Source data:
//! Error types for Chalak

use std::time::Duration;

/// Result type alias
pub type Result<T> = std::result::Result<T, Error>;

/// Chalak error types
#[derive(Debug, thiserror::Error)]
pub enum Error {
    /// I/O error on the command link (reset, broken pipe, refused, unreachable)
    #[error("I/O error: {0}")]
    Io(#[from] std::io::Error),

    /// Peer closed the stream (zero-length read)
    #[error("Connection closed by peer")]
    ConnectionClosed,

    /// No bytes received within the configured idle window
    #[error("Link idle for {idle_ms} ms")]
    LinkIdle {
        /// Milliseconds since the last byte arrived
        idle_ms: u64,
    },

    /// Endpoint could not be resolved to any socket address
    #[error("Could not resolve endpoint: {0}")]
    Unresolved(String),

    /// Buffer handed to the codec is not exactly one frame long
    #[error("Malformed frame: expected 16 bytes, got {len}")]
    MalformedFrame {
        /// Length of the rejected buffer
        len: usize,
    },

    /// Frame decoded but carries values that cannot be applied
    #[error("Invalid command: {0}")]
    InvalidCommand(String),

    /// Actuator or bus initialization failed
    #[error("Hardware initialization failed: {0}")]
    HardwareInit(String),

    /// Configuration could not be read or parsed
    #[error("Configuration error: {0}")]
    Config(String),

    /// Invalid parameter
    #[error("Invalid parameter: {0}")]
    InvalidParameter(String),

    /// Shutdown was requested while an operation was in progress
    #[error("Shutdown requested")]
    Shutdown,

    /// Generic error with message
    #[error("{0}")]
    Other(String),
}

/// What the command loop does with an error
#[derive(Debug, Clone, Copy, PartialEq, Eq)]
pub enum Disposition {
    /// Close the link and connect again
    Reconnect,
    /// Drop the offending frame, keep the link
    Skip,
    /// Leave the loop cleanly
    Stop,
    /// Startup-only failure; the process must not enter the loop
    Fatal,
}

impl Error {
    /// Classify this error for the command loop.
    pub fn disposition(&self) -> Disposition {
        match self {
            Error::Io(_) | Error::ConnectionClosed | Error::LinkIdle { .. } => {
                Disposition::Reconnect
            }
            Error::Unresolved(_) => Disposition::Reconnect,
            Error::MalformedFrame { .. } | Error::InvalidCommand(_) => Disposition::Skip,
            Error::Shutdown => Disposition::Stop,
            Error::HardwareInit(_) | Error::Config(_) | Error::InvalidParameter(_) => {
                Disposition::Fatal
            }
            Error::Other(_) => Disposition::Skip,
        }
    }

    /// Idle-watchdog error for the given elapsed time.
    pub(crate) fn link_idle(elapsed: Duration) -> Self {
        Error::LinkIdle {
            idle_ms: elapsed.as_millis() as u64,
        }
    }
}

impl From<toml::de::Error> for Error {
    fn from(e: toml::de::Error) -> Self {
        Error::Config(e.to_string())
    }
}

impl From<toml::ser::Error> for Error {
    fn from(e: toml::ser::Error) -> Self {
        Error::Config(e.to_string())
    }
}

#[cfg(test)]
mod tests {
    use super::*;
    use std::io;

    #[test]
    fn test_link_errors_reconnect() {
        let reset = Error::Io(io::Error::from(io::ErrorKind::ConnectionReset));
        assert_eq!(reset.disposition(), Disposition::Reconnect);
        assert_eq!(Error::ConnectionClosed.disposition(), Disposition::Reconnect);
        assert_eq!(
            Error::link_idle(Duration::from_secs(3)).disposition(),
            Disposition::Reconnect
        );
    }

    #[test]
    fn test_frame_errors_skip() {
        assert_eq!(
            Error::MalformedFrame { len: 10 }.disposition(),
            Disposition::Skip
        );
        assert_eq!(
            Error::InvalidCommand("NaN steering".into()).disposition(),
            Disposition::Skip
        );
    }

    #[test]
    fn test_startup_errors_fatal() {
        assert_eq!(
            Error::HardwareInit("no i2c".into()).disposition(),
            Disposition::Fatal
        );
        assert_eq!(Error::Shutdown.disposition(), Disposition::Stop);
    }

    #[test]
    fn test_malformed_message() {
        let e = Error::MalformedFrame { len: 10 };
        assert_eq!(e.to_string(), "Malformed frame: expected 16 bytes, got 10");
    }
}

Directions: So that the data stays intact, repeat all of it exactly.

Task output:
//! Error types for Chalak

use std::time::Duration;

/// Result type alias
pub type Result<T> = std::result::Result<T, Error>;

/// Chalak error types
#[derive(Debug, thiserror::Error)]
pub enum Error {
    /// I/O error on the command link (reset, broken pipe, refused, unreachable)
    #[error("I/O error: {0}")]
    Io(#[from] std::io::Error),

    /// Peer closed the stream (zero-length read)
    #[error("Connection closed by peer")]
    ConnectionClosed,

    /// No bytes received within the configured idle window
    #[error("Link idle for {idle_ms} ms")]
    LinkIdle {
        /// Milliseconds since the last byte arrived
        idle_ms: u64,
    },

    /// Endpoint could not be resolved to any socket address
    #[error("Could not resolve endpoint: {0}")]
    Unresolved(String),

    /// Buffer handed to the codec is not exactly one frame long
    #[error("Malformed frame: expected 16 bytes, got {len}")]
    MalformedFrame {
        /// Length of the rejected buffer
        len: usize,
    },

    /// Frame decoded but carries values that cannot be applied
    #[error("Invalid command: {0}")]
    InvalidCommand(String),

    /// Actuator or bus initialization failed
    #[error("Hardware initialization failed: {0}")]
    HardwareInit(String),

    /// Configuration could not be read or parsed
    #[error("Configuration error: {0}")]
    Config(String),

    /// Invalid parameter
    #[error("Invalid parameter: {0}")]
    InvalidParameter(String),

    /// Shutdown was requested while an operation was in progress
    #[error("Shutdown requested")]
    Shutdown,

    /// Generic error with message
    #[error("{0}")]
    Other(String),
}

/// What the command loop does with an error
#[derive(Debug, Clone, Copy, PartialEq, Eq)]
pub enum Disposition {
    /// Close the link and connect again
    Reconnect,
    /// Drop the offending frame, keep the link
    Skip,
    /// Leave the loop cleanly
    Stop,
    /// Startup-only failure; the process must not enter the loop
    Fatal,
}

impl Error {
    /// Classify this error for the command loop.
    pub fn disposition(&self) -> Disposition {
        match self {
            Error::Io(_) | Error::ConnectionClosed | Error::LinkIdle { .. } => {
                Disposition::Reconnect
            }
            Error::Unresolved(_) => Disposition::Reconnect,
            Error::MalformedFrame { .. } | Error::InvalidCommand(_) => Disposition::Skip,
            Error::Shutdown => Disposition::Stop,
            Error::HardwareInit(_) | Error::Config(_) | Error::InvalidParameter(_) => {
                Disposition::Fatal
            }
            Error::Other(_) => Disposition::Skip,
        }
    }

    /// Idle-watchdog error for the given elapsed time.
    pub(crate) fn link_idle(elapsed: Duration) -> Self {
        Error::LinkIdle {
            idle_ms: elapsed.as_millis() as u64,
        }
    }
}

impl From<toml::de::Error> for Error {
    fn from(e: toml::de::Error) -> Self {
        Error::Config(e.to_string())
    }
}

impl From<toml::ser::Error> for Error {
    fn from(e: toml::ser::Error) -> Self {
        Error::Config(e.to_string())
    }
}

#[cfg(test)]
mod tests {
    use super::*;
    use std::io;

    #[test]
    fn test_link_errors_reconnect() {
        let reset = Error::Io(io::Error::from(io::ErrorKind::ConnectionReset));
        assert_eq!(reset.disposition(), Disposition::Reconnect);
        assert_eq!(Error::ConnectionClosed.disposition(), Disposition::Reconnect);
        assert_eq!(
            Error::link_idle(Duration::from_secs(3)).disposition(),
            Disposition::Reconnect
        );
    }

    #[test]
    fn test_frame_errors_skip() {
        assert_eq!(
            Error::MalformedFrame { len: 10 }.disposition(),
            Disposition::Skip
        );
        assert_eq!(
            Error::InvalidCommand("NaN steering".into()).disposition(),
            Disposition::Skip
        );
    }

    #[test]
    fn test_startup_errors_fatal() {
        assert_eq!(
            Error::HardwareInit("no i2c".into()).disposition(),
            Disposition::Fatal
        );
        assert_eq!(Error::Shutdown.disposition(), Disposition::Stop);
    }

    #[test]
    fn test_malformed_message() {
        let e = Error::MalformedFrame { len: 10 };
        assert_eq!(e.to_string(), "Malformed frame: expected 16 bytes, got 10");
    }
}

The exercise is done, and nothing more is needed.